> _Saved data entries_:
● ● ● ● ● ● ●
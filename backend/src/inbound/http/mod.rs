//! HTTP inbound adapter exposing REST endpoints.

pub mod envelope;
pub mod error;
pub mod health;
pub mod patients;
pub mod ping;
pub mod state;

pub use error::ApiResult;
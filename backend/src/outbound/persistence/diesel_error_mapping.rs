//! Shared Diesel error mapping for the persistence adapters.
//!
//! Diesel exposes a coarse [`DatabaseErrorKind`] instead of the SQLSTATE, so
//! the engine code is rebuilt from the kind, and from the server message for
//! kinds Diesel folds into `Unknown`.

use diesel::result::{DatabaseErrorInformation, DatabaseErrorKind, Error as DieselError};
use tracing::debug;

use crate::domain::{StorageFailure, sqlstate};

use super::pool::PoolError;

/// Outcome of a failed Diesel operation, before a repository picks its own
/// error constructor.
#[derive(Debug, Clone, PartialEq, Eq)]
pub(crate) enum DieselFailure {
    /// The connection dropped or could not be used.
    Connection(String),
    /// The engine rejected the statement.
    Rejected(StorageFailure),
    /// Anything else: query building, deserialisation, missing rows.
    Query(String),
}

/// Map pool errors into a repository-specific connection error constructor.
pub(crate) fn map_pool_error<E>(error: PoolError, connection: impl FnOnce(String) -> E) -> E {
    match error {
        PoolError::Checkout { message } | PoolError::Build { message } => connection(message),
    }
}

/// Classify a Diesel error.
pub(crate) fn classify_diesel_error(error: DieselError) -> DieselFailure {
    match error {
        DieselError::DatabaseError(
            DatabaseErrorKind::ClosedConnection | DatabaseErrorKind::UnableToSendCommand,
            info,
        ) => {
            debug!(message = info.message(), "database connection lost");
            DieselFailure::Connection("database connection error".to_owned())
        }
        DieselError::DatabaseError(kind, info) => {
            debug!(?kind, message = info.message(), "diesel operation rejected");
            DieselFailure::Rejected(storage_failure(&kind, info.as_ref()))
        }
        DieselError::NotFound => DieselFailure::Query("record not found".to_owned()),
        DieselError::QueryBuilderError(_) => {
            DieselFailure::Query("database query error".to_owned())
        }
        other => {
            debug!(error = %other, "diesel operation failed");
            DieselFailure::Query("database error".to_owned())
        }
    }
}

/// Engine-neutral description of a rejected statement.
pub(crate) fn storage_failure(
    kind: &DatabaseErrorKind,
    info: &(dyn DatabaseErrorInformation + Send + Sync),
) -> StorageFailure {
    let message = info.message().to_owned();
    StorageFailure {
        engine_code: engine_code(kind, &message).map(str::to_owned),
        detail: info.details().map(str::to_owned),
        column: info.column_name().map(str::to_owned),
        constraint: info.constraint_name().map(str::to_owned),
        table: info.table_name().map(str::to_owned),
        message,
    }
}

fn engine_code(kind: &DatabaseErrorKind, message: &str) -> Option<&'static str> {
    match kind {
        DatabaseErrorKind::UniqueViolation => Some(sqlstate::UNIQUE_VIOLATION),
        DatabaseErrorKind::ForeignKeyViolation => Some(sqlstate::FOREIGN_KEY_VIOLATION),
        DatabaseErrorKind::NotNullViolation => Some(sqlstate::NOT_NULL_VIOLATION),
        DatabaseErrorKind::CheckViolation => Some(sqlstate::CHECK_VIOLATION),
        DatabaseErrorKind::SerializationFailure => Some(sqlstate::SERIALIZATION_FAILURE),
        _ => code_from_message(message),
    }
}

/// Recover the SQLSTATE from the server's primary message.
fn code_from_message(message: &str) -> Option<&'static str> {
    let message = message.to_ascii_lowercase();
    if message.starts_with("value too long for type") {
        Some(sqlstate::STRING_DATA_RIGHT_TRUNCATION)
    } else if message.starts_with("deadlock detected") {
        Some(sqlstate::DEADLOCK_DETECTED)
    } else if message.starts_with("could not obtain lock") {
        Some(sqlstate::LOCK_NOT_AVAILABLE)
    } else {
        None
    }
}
● ● ● ● ● ● ●
> _Action item_: Give solely the number of lines in the data that contain the string "operation".

> _Solution for this problem_: 3